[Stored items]

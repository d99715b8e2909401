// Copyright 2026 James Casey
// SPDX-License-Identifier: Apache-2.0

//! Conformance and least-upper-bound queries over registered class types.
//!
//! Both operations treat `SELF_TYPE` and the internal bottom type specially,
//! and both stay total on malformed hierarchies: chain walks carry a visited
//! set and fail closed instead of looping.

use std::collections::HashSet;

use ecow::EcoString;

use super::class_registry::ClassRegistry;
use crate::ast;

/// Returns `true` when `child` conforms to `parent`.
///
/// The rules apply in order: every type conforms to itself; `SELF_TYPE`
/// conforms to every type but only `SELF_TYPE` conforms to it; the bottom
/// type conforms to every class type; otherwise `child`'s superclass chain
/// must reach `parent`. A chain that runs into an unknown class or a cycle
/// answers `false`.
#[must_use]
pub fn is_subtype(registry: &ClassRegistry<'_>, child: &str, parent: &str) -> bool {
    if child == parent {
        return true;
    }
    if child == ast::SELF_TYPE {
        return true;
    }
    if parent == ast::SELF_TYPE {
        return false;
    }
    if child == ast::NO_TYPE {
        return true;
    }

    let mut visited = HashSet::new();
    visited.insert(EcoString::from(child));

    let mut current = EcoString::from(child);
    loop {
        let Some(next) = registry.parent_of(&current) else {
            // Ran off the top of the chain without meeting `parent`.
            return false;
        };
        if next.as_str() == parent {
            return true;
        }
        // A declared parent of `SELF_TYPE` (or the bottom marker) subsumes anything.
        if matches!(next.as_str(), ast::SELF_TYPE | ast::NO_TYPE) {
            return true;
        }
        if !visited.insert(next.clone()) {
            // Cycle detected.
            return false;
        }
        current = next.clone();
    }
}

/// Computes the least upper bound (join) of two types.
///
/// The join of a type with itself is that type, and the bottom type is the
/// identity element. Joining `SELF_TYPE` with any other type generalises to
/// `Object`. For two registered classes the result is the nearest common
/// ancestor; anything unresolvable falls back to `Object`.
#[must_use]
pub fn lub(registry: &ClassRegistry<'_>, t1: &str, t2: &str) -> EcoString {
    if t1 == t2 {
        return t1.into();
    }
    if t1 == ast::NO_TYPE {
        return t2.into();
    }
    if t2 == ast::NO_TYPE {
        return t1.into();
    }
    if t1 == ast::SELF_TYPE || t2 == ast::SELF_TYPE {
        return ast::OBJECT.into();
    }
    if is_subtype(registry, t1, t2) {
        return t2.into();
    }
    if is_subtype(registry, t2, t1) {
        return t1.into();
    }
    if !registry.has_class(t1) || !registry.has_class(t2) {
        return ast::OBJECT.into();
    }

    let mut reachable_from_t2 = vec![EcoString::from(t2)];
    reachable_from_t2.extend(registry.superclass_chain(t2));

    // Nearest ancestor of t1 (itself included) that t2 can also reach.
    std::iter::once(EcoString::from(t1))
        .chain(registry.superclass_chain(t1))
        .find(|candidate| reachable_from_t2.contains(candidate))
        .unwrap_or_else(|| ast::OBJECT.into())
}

WHAT TO WORK ON – Show the lines of the data that hold the word "every".

THE COMPLETED TASK –
/// The rules apply in order: every type conforms to itself; `SELF_TYPE`
/// conforms to every type but only `SELF_TYPE` conforms to it; the bottom
/// type conforms to every class type; otherwise `child`'s superclass chain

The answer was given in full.